=== Begin Enclosure ===

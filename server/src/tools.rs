//! The nine MCP tool handlers (spec §6). Each is a plain async function over
//! request/response structs; the transport that serializes these over
//! stdio or HTTP is out of scope here and lives at the call site.

use codesearch_core::concurrency::IndexingLock;
use codesearch_core::config::{self, Config};
use codesearch_core::embedding::EmbeddingProvider;
use codesearch_core::error::{ErrorKind, Result, SearchError};
use codesearch_core::hybrid_search::{self, SearchMode};
use codesearch_core::metadata::{EmbeddingModels, Metadata};
use codesearch_core::model_compat::{self, Corpus, CurrentModel};
use codesearch_core::project::IndexPaths;
use codesearch_core::result_processing::{self, CompactResult};
use codesearch_core::security;
use codesearch_core::{fulltext_store::FullTextStore, lifecycle, query_expansion::QueryExpansion, vector_store::VectorStore};
use serde::Serialize;
use std::path::Path;

const MAX_QUERY_LENGTH: usize = 1000;

pub struct ToolContext<'a> {
    pub project_root: &'a Path,
    pub indexes_root: &'a Path,
    pub embedding_models: EmbeddingModels,
    pub code_embedder: &'a dyn EmbeddingProvider,
}

impl ToolContext<'_> {
    fn paths(&self) -> IndexPaths {
        IndexPaths::for_project(self.indexes_root, self.project_root)
    }
}

#[derive(Serialize)]
#[serde(rename_all = "snake_case")]
pub enum Status {
    Success,
    Cancelled,
    NotFound,
    Error,
}

#[derive(Serialize)]
pub struct CreateIndexOutput {
    pub status: Status,
    pub project_path: Option<String>,
    pub files_indexed: Option<usize>,
    pub chunks_created: Option<usize>,
}

fn create_status(status: lifecycle::CreateStatus) -> Status {
    match status {
        lifecycle::CreateStatus::Success => Status::Success,
        lifecycle::CreateStatus::Cancelled => Status::Cancelled,
    }
}

pub async fn create_index(ctx: &ToolContext<'_>) -> Result<CreateIndexOutput> {
    let outcome = lifecycle::create_index(
        ctx.project_root,
        ctx.indexes_root,
        ctx.embedding_models.clone(),
        ctx.code_embedder,
        &lifecycle::NullObserver,
    )
    .await?;
    Ok(CreateIndexOutput {
        status: create_status(outcome.status),
        project_path: Some(ctx.project_root.display().to_string()),
        files_indexed: Some(outcome.files_indexed),
        chunks_created: Some(outcome.chunks_created),
    })
}

pub async fn reindex_project(ctx: &ToolContext<'_>) -> Result<CreateIndexOutput> {
    let outcome = lifecycle::reindex_project(
        ctx.project_root,
        ctx.indexes_root,
        ctx.embedding_models.clone(),
        ctx.code_embedder,
        &lifecycle::NullObserver,
    )
    .await?;
    Ok(CreateIndexOutput {
        status: create_status(outcome.status),
        project_path: Some(ctx.project_root.display().to_string()),
        files_indexed: Some(outcome.files_indexed),
        chunks_created: Some(outcome.chunks_created),
    })
}

#[derive(Serialize)]
pub struct DeleteIndexOutput {
    pub status: Status,
    pub project_path: Option<String>,
    pub message: Option<String>,
}

pub async fn delete_index(ctx: &ToolContext<'_>) -> Result<DeleteIndexOutput> {
    let indexes_root = ctx.indexes_root;
    let project_root = ctx.project_root;
    let outcome =
        with_indexing_lock(project_root, || async { lifecycle::delete_index(indexes_root, project_root, None) })
            .await?;
    let status = match outcome.status {
        lifecycle::DeleteStatus::Success => Status::Success,
        lifecycle::DeleteStatus::NotFound => Status::NotFound,
    };
    Ok(DeleteIndexOutput {
        status,
        project_path: Some(ctx.project_root.display().to_string()),
        message: (!outcome.warnings.is_empty()).then(|| outcome.warnings.join("; ")),
    })
}

#[derive(Serialize)]
pub struct ReindexFileOutput {
    pub status: Status,
    pub path: String,
    pub chunks_created: Option<usize>,
    pub message: Option<String>,
}

pub async fn reindex_file(ctx: &ToolContext<'_>, path: &str) -> Result<ReindexFileOutput> {
    let paths = ctx.paths();
    let project_root = ctx.project_root;
    let embedder = ctx.code_embedder;
    let outcome = with_indexing_lock(project_root, || {
        codesearch_core::incremental::reindex_file(project_root, &paths, path, embedder)
    })
    .await;
    match outcome {
        Ok(outcome) => Ok(ReindexFileOutput {
            status: Status::Success,
            path: path.to_string(),
            chunks_created: Some(outcome.chunks_created),
            message: (!outcome.warnings.is_empty()).then(|| outcome.warnings.join("; ")),
        }),
        Err(e) => Ok(ReindexFileOutput { status: Status::Error, path: path.to_string(), chunks_created: None, message: Some(e.user_message) }),
    }
}

#[derive(Serialize)]
pub struct IndexStatusOutput {
    pub status: String,
    pub project_path: Option<String>,
    pub total_files: Option<usize>,
    pub total_chunks: Option<usize>,
    pub storage_size: Option<u64>,
    pub warning: Option<String>,
}

pub fn get_index_status(ctx: &ToolContext<'_>) -> Result<IndexStatusOutput> {
    let outcome = lifecycle::get_index_status(ctx.indexes_root, ctx.project_root)?;
    let status_str = match outcome.status {
        lifecycle::Status::Ready => "ready",
        lifecycle::Status::Indexing => "indexing",
        lifecycle::Status::NotFound => "not_found",
        lifecycle::Status::Failed => "failed",
    };

    let mut warning = outcome.warning;
    if outcome.status != lifecycle::Status::NotFound {
        let paths = ctx.paths();
        if let Ok(Some(meta)) = Metadata::load_for_project(&paths.metadata(), &ctx.project_root.display().to_string()) {
            let current = CurrentModel { name: &ctx.embedding_models.code_model_name, dimension: ctx.embedding_models.code_model_dimension };
            if let Some(w) = model_compat::check_non_blocking(&meta.embedding_models, Corpus::Code, &current) {
                warning = Some(w);
            }
        }
    }

    Ok(IndexStatusOutput {
        status: status_str.to_string(),
        project_path: Some(ctx.project_root.display().to_string()),
        total_files: Some(outcome.total_files),
        total_chunks: Some(outcome.total_chunks),
        storage_size: Some(outcome.storage_size),
        warning,
    })
}

#[derive(Serialize)]
#[serde(untagged)]
pub enum ResultRow {
    Standard { path: String, start_line: usize, end_line: usize, text: String, score: f32 },
    Compact(CompactResult),
}

#[derive(Serialize)]
pub struct SearchOutput {
    pub results: Vec<ResultRow>,
    pub total_results: usize,
    pub search_mode: String,
    pub warning: Option<String>,
}

pub struct SearchParams<'a> {
    pub query: &'a str,
    pub top_k: usize,
    pub compact: bool,
    pub mode: Option<&'a str>,
    pub alpha: Option<f32>,
}

/// `search_code` and `search_docs` share this implementation; `corpus`
/// selects which vector store / fingerprint namespace to read.
pub async fn search(ctx: &ToolContext<'_>, corpus: Corpus, params: SearchParams<'_>) -> Result<SearchOutput> {
    security::validate_query_length(params.query, MAX_QUERY_LENGTH)?;
    if !(1..=50).contains(&params.top_k) {
        return Err(SearchError::new(ErrorKind::InvalidRequest, "top_k must be in 1..=50"));
    }
    let alpha = hybrid_search::validate_alpha(params.alpha)?;
    let requested_mode = SearchMode::parse(params.mode);

    let paths = ctx.paths();
    let project_key = ctx.project_root.display().to_string();
    let metadata = Metadata::load_for_project(&paths.metadata(), &project_key)?
        .ok_or_else(|| SearchError::index_not_found(&project_key))?;

    let current = CurrentModel { name: &ctx.embedding_models.code_model_name, dimension: ctx.embedding_models.code_model_dimension };
    model_compat::check_blocking(&metadata.embedding_models, corpus, &current)?;

    let store_path = match corpus {
        Corpus::Code => paths.code_vector_store(),
        Corpus::Docs => paths.docs_vector_store(),
    };
    let store = VectorStore::open(&store_path)?;

    let fulltext_bytes = std::fs::read(paths.fulltext_index()).ok();
    let mut fts = FullTextStore::new();
    let fulltext_available = fulltext_bytes.as_deref().map(|b| fts.deserialize(b)).unwrap_or(false);

    let decision = hybrid_search::effective_mode(requested_mode, fulltext_available);
    let over_pull = hybrid_search::over_pull_limit(params.top_k);

    let expansion = QueryExpansion::new();
    let expanded_query = expansion.expand(params.query);

    // Vector-only and fts-only modes are just fusion with the opposite leg
    // empty; `fuse`'s per-leg normalization still applies, which is what
    // makes a `mode=vector` score comparable to a hybrid one.
    let (vector_rows, fts_rows, effective_alpha) = match decision.mode {
        SearchMode::Vector => {
            let query_vector = ctx.code_embedder.embed(&expanded_query, codesearch_core::embedding::PromptType::Query).await?;
            (store.search(&query_vector, over_pull, None)?, Vec::new(), 1.0)
        }
        SearchMode::Fts => (Vec::new(), fts.search(params.query, over_pull), 0.0),
        SearchMode::Hybrid => {
            let query_vector = ctx.code_embedder.embed(&expanded_query, codesearch_core::embedding::PromptType::Query).await?;
            (store.search(&query_vector, over_pull, None)?, fts.search(params.query, over_pull), alpha)
        }
    };
    let fused = hybrid_search::fuse(&vector_rows, &fts_rows, effective_alpha, over_pull);

    let deduped = result_processing::deduplicate_same_file_results(fused);
    let mut final_rows = deduped;
    final_rows.truncate(params.top_k);

    let mode_str = match decision.mode {
        SearchMode::Vector => "vector",
        SearchMode::Fts => "fts",
        SearchMode::Hybrid => "hybrid",
    };

    let results = final_rows
        .iter()
        .map(|r| {
            if params.compact {
                ResultRow::Compact(result_processing::to_compact(r))
            } else {
                ResultRow::Standard {
                    path: r.path.clone(),
                    start_line: r.start_line,
                    end_line: r.end_line,
                    text: result_processing::trim_chunk_whitespace(&r.text),
                    score: r.score,
                }
            }
        })
        .collect::<Vec<_>>();

    let mut warning = decision.warning.map(|w| w.to_string());
    if metadata.indexing_state.state == Some(codesearch_core::metadata::IndexState::InProgress) {
        warning = Some("index is still being built; results may be stale".to_string());
    } else if metadata.indexing_state.state == Some(codesearch_core::metadata::IndexState::Failed) {
        warning = Some("the last indexing run failed; results may be incomplete".to_string());
    }

    Ok(SearchOutput { total_results: results.len(), results, search_mode: mode_str.to_string(), warning })
}

#[derive(Serialize)]
pub struct SearchByPathOutput {
    pub matches: Vec<String>,
    pub total_matches: usize,
}

pub fn search_by_path(ctx: &ToolContext<'_>, pattern: &str, limit: usize) -> Result<SearchByPathOutput> {
    if pattern.is_empty() || pattern.chars().count() > 200 {
        return Err(SearchError::invalid_pattern("pattern must be 1..=200 characters"));
    }
    security::validate_pattern(pattern)?;
    let limit = limit.clamp(1, 100);

    let paths = ctx.paths();
    let glob = globset::Glob::new(pattern).map_err(|e| SearchError::invalid_pattern(&e.to_string()))?.compile_matcher();

    let store = VectorStore::open(&paths.code_vector_store())?;
    let mut matches: Vec<String> = store.indexed_files()?.into_iter().filter(|p| glob.is_match(p)).collect();
    matches.sort();
    let total_matches = matches.len();
    matches.truncate(limit);
    Ok(SearchByPathOutput { matches, total_matches })
}

#[derive(Serialize)]
pub struct SymbolSummary {
    pub name: String,
    pub kind: String,
    pub start_line: usize,
    pub end_line: usize,
    pub signature: String,
}

#[derive(Serialize)]
pub struct FileSummaryOutput {
    pub path: String,
    pub symbols: Vec<SymbolSummary>,
    pub complexity: Option<usize>,
}

/// Read-only: extracts a language-agnostic summary of a file's symbols via
/// tree-sitter when compiled in, falling back to the structural-stub
/// extractor otherwise.
pub fn get_file_summary(ctx: &ToolContext<'_>, path: &str, include_complexity: bool, include_docstrings: bool) -> Result<FileSummaryOutput> {
    let _ = include_docstrings;
    let absolute = codesearch_core::path_safety::safe_join(ctx.project_root, path).map_err(SearchError::invalid_path)?;
    if codesearch_core::path_safety::is_symlink(&absolute) {
        return Err(SearchError::new(ErrorKind::SymlinkNotAllowed, format!("{path} is a symlink")));
    }
    let content = std::fs::read_to_string(&absolute)?;
    let ext = path.rsplit_once('.').map(|(_, e)| e).unwrap_or("");

    #[cfg(feature = "treesitter")]
    {
        if let Some(ast) = crate::ast::parse_file(&content, ext) {
            let complexity = include_complexity.then(|| ast.symbols.len());
            let symbols = ast
                .symbols
                .iter()
                .map(|s| SymbolSummary { name: s.name.clone(), kind: s.kind.label().to_string(), start_line: s.start_line, end_line: s.end_line, signature: s.signature.clone() })
                .collect();
            return Ok(FileSummaryOutput { path: path.to_string(), symbols, complexity });
        }
    }

    let stub = crate::stubs::extract_stubs(&content, ext);
    let line_count = stub.lines().count();
    Ok(FileSummaryOutput {
        path: path.to_string(),
        symbols: Vec::new(),
        complexity: include_complexity.then_some(line_count),
    })
}

#[derive(Serialize)]
pub struct ConfigOutput {
    pub config: Config,
    pub indexes_root: String,
    pub index_path: String,
}

pub fn get_config(ctx: &ToolContext<'_>) -> ConfigOutput {
    let paths = ctx.paths();
    let config = config::load(&paths.config());
    ConfigOutput { config, indexes_root: ctx.indexes_root.display().to_string(), index_path: paths.root.display().to_string() }
}

/// Acquire the global indexing lock for the duration of a mutating tool
/// call, surfacing the spec's `INDEXING_IN_PROGRESS` error on contention.
pub async fn with_indexing_lock<F, Fut, T>(project_root: &Path, f: F) -> Result<T>
where
    F: FnOnce() -> Fut,
    Fut: std::future::Future<Output = Result<T>>,
{
    let project_key = project_root.display().to_string();
    let _guard = IndexingLock::global().acquire(&project_key, None).await?;
    f().await
}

=== End Enclosure ===

● **WHAT YOU WILL DO**
Which lines run from the first of the listing to the line containing "use codesearch_core::security;"? Reproduce those exactly, both ends included.

● **TASK RESPONSE**
filename server/src/tools.rs
//! The nine MCP tool handlers (spec §6). Each is a plain async function over
//! request/response structs; the transport that serializes these over
//! stdio or HTTP is out of scope here and lives at the call site.

use codesearch_core::concurrency::IndexingLock;
use codesearch_core::config::{self, Config};
use codesearch_core::embedding::EmbeddingProvider;
use codesearch_core::error::{ErrorKind, Result, SearchError};
use codesearch_core::hybrid_search::{self, SearchMode};
use codesearch_core::metadata::{EmbeddingModels, Metadata};
use codesearch_core::model_compat::{self, Corpus, CurrentModel};
use codesearch_core::project::IndexPaths;
use codesearch_core::result_processing::{self, CompactResult};
use codesearch_core::security;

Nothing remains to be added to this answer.